INFORMATION –
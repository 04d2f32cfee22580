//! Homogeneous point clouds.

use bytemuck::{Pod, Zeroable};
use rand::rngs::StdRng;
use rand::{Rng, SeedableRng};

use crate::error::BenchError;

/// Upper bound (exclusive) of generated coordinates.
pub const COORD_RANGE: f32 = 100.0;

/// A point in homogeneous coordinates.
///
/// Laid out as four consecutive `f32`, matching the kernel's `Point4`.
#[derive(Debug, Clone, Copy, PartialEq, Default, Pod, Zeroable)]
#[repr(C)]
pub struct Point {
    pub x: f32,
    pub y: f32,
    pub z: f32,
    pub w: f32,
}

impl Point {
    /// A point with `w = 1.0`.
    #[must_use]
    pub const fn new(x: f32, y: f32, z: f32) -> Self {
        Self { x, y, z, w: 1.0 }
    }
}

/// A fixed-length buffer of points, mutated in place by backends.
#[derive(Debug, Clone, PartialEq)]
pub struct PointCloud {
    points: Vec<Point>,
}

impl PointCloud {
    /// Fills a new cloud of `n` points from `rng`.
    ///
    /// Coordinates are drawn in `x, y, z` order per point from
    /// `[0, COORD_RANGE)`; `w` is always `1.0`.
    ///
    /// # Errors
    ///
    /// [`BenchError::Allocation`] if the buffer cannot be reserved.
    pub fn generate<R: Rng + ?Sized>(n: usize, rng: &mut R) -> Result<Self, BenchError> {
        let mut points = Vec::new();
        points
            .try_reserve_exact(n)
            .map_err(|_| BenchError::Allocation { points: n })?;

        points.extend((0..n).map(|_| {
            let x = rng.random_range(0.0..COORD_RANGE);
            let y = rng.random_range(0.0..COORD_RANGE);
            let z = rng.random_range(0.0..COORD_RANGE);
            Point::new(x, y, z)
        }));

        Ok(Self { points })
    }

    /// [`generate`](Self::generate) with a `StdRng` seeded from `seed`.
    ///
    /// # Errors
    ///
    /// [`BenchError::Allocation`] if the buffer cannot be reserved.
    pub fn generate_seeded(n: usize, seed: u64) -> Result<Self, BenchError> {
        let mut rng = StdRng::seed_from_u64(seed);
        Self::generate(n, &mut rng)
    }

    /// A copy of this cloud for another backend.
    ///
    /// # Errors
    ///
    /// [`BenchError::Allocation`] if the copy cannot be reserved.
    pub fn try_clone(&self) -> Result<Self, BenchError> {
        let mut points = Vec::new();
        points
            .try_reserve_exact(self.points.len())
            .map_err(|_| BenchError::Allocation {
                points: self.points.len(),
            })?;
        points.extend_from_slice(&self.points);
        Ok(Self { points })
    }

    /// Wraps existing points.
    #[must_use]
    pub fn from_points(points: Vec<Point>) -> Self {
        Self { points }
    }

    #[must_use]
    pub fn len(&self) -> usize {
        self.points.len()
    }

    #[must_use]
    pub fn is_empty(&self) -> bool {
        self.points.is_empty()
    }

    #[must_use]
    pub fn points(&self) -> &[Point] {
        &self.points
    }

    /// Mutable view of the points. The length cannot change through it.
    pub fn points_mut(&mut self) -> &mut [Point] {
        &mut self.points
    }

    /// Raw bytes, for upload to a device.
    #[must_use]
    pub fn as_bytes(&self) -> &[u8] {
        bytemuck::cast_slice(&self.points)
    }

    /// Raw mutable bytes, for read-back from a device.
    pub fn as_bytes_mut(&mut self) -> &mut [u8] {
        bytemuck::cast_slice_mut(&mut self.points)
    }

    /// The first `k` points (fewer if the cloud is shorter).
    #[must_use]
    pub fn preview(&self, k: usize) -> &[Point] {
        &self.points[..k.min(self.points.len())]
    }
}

TASK ITEM – On how many lines above does "cannot" occur? Say the number only.

FINISHED TASK – 4